[DATA PROVIDED]
BEGIN

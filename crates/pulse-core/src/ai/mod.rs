//! Pluggable AI provider abstraction
//!
//! This module provides a provider-agnostic interface for the AI analysis path.
//!
//! # Architecture
//!
//! - `AIBackend` trait: a single prompt-in, text-out completion plus health/identity
//! - `AIClient` enum: concrete wrapper providing Clone + compile-time dispatch
//! - Backend implementations: `OpenAICompatibleBackend` (OpenRouter),
//!   `GeminiBackend`, `MockBackend`
//! - `prompt`: the embedded analysis prompt template
//! - `parsing`: reply text to validated `AnalysisResult`
//!
//! # Usage
//!
//! ```rust,ignore
//! let config = PulseConfig::load(None)?;
//! if let Some(client) = config.ai.build_client() {
//!     let reply = client.complete(&prompt).await?;
//!     let result = parse_analysis(&reply)?;
//! }
//! ```

mod gemini;
mod mock;
mod openai_compatible;
pub mod parsing;
pub mod prompt;

pub use gemini::{GeminiBackend, GEMINI_HOST, GEMINI_MODEL};
pub use mock::MockBackend;
pub use openai_compatible::{OpenAICompatibleBackend, OPENROUTER_MODEL, OPENROUTER_URL};
pub use parsing::parse_analysis;
pub use prompt::PromptTemplate;

use async_trait::async_trait;

use crate::error::Result;

/// Trait defining the interface for all AI backends
///
/// Backends should be Send + Sync to allow use across async tasks.
#[async_trait]
pub trait AIBackend: Send + Sync {
    /// Send a prompt and return the raw reply text
    async fn complete(&self, prompt: &str) -> Result<String>;

    /// Check if the backend is reachable and accepts our credentials
    async fn health_check(&self) -> bool;

    /// Get the model name (for logging)
    fn model(&self) -> &str;

    /// Get the host URL (for logging)
    fn host(&self) -> &str;

    /// Short provider identifier ("openrouter", "gemini", "mock")
    fn provider(&self) -> &'static str;
}

/// Concrete AI client enum
///
/// Provides Clone and compile-time dispatch without Box<dyn> overhead.
#[derive(Clone)]
pub enum AIClient {
    /// OpenRouter (OpenAI chat completions API)
    OpenRouter(OpenAICompatibleBackend),
    /// Google Gemini generateContent API
    Gemini(GeminiBackend),
    /// Mock backend for testing
    Mock(MockBackend),
}

impl AIClient {
    /// Create an OpenRouter client for a chat completions endpoint
    pub fn openrouter(url: &str, model: &str, api_key: &str) -> Self {
        AIClient::OpenRouter(OpenAICompatibleBackend::with_api_key(url, model, api_key))
    }

    /// Create a Gemini client for an API host
    pub fn gemini(host: &str, model: &str, api_key: &str) -> Self {
        AIClient::Gemini(GeminiBackend::new(host, model, api_key))
    }

    /// Create a mock backend for testing
    pub fn mock() -> Self {
        AIClient::Mock(MockBackend::new())
    }
}

// Implement AIBackend for AIClient by delegating to the inner backend
#[async_trait]
impl AIBackend for AIClient {
    async fn complete(&self, prompt: &str) -> Result<String> {
        match self {
            AIClient::OpenRouter(b) => b.complete(prompt).await,
            AIClient::Gemini(b) => b.complete(prompt).await,
            AIClient::Mock(b) => b.complete(prompt).await,
        }
    }

    async fn health_check(&self) -> bool {
        match self {
            AIClient::OpenRouter(b) => b.health_check().await,
            AIClient::Gemini(b) => b.health_check().await,
            AIClient::Mock(b) => b.health_check().await,
        }
    }

    fn model(&self) -> &str {
        match self {
            AIClient::OpenRouter(b) => b.model(),
            AIClient::Gemini(b) => b.model(),
            AIClient::Mock(b) => b.model(),
        }
    }

    fn host(&self) -> &str {
        match self {
            AIClient::OpenRouter(b) => b.host(),
            AIClient::Gemini(b) => b.host(),
            AIClient::Mock(b) => b.host(),
        }
    }

    fn provider(&self) -> &'static str {
        match self {
            AIClient::OpenRouter(b) => b.provider(),
            AIClient::Gemini(b) => b.provider(),
            AIClient::Mock(b) => b.provider(),
        }
    }
}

END

[REQUIRED ACTION]
Examine each line of the listing for the word "Create" and state only how many lines contain it.

[EXERCISE RESPONSE]
3